• RECORD EXTRACTS
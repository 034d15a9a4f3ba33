//! Per-operator commutation predicates.
//!
//! Carrying an obligation past operator O is legal only if applying O and
//! then the aggregation groups rows the same way as aggregating first and
//! then applying O. Each method answers that for one operator variant; any
//! variant a rule set does not override is a hard stop.

use mpcflow_core::expr::Condition;
use mpcflow_core::operator::{AggFunc, MathOp};
use mpcflow_core::relation::Value;
use mpcflow_core::schema::Column;

use crate::obligation::Obligation;

pub trait CommutationRules {
    fn select(
        &self,
        _obligation: &Obligation,
        _columns: &[Column],
        _condition: Option<&Condition>,
    ) -> bool {
        false
    }

    fn project(&self, _obligation: &Obligation, _columns: &[Column]) -> bool {
        false
    }

    fn math(&self, _obligation: &Obligation, _op: MathOp, _left: &Value, _right: &Value) -> bool {
        false
    }

    fn aggregate(&self, _obligation: &Obligation) -> bool {
        false
    }

    fn join(&self, _obligation: &Obligation, _left_key: &Column, _right_key: &Column) -> bool {
        false
    }

    fn union(&self, _obligation: &Obligation) -> bool {
        false
    }

    fn while_loop(&self, _obligation: &Obligation) -> bool {
        false
    }
}

/// Passes operators that leave group membership and tracked columns intact.
///
/// - select: the predicate reads only group-by keys, so it drops whole
///   groups and never changes what a surviving group aggregates. A filter on
///   the aggregate value must see the finished aggregate. A projection, if
///   any, keeps the aggregated layout unchanged.
/// - project: keeps the aggregated layout unchanged.
/// - arithmetic: never rewrites a key; rewrites the aggregated column only by
///   multiplying a sum with a constant.
#[derive(Debug, Clone, Copy, Default)]
pub struct GroupPreserving;

impl GroupPreserving {
    fn keeps_layout(obligation: &Obligation, columns: &[Column]) -> bool {
        columns.is_empty()
            || (columns.len() == obligation.deferred_arity()
                && columns
                    .iter()
                    .enumerate()
                    .all(|(i, c)| c.index() == i && obligation.lift(c).is_some()))
    }
}

impl CommutationRules for GroupPreserving {
    fn select(
        &self,
        obligation: &Obligation,
        columns: &[Column],
        condition: Option<&Condition>,
    ) -> bool {
        let filter_ok = condition.map_or(true, |cond| {
            cond.columns()
                .into_iter()
                .all(|c| obligation.lift(c).is_some_and(|lifted| obligation.is_key(&lifted)))
        });
        filter_ok && Self::keeps_layout(obligation, columns)
    }

    fn project(&self, obligation: &Obligation, columns: &[Column]) -> bool {
        Self::keeps_layout(obligation, columns)
    }

    fn math(&self, obligation: &Obligation, op: MathOp, left: &Value, right: &Value) -> bool {
        let (target, other) = match (left, right) {
            (Value::Column(c), other) => (c, other),
            (Value::Constant(_), Value::Column(c)) => (c, left),
            (Value::Constant(_), Value::Constant(_)) => return false,
        };
        let Some(lifted) = obligation.lift(target) else {
            return false;
        };
        if obligation.is_key(&lifted) {
            return false;
        }
        if let Some(col) = other.as_column() {
            if obligation.lift(col).is_none() {
                return false;
            }
        }
        if lifted == *obligation.agg_column() {
            return op == MathOp::Mul && other.is_constant() && obligation.func() == AggFunc::Sum;
        }
        true
    }
}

• WORK REQUEST
Here the job is to output the lines from the start of the material through the line with "use mpcflow_core::expr::Condition;", inclusive, exactly and with nothing else.

• ANSWER SPACE
repository 034d15a9a4f3ba33
//! Per-operator commutation predicates.
//!
//! Carrying an obligation past operator O is legal only if applying O and
//! then the aggregation groups rows the same way as aggregating first and
//! then applying O. Each method answers that for one operator variant; any
//! variant a rule set does not override is a hard stop.

use mpcflow_core::expr::Condition;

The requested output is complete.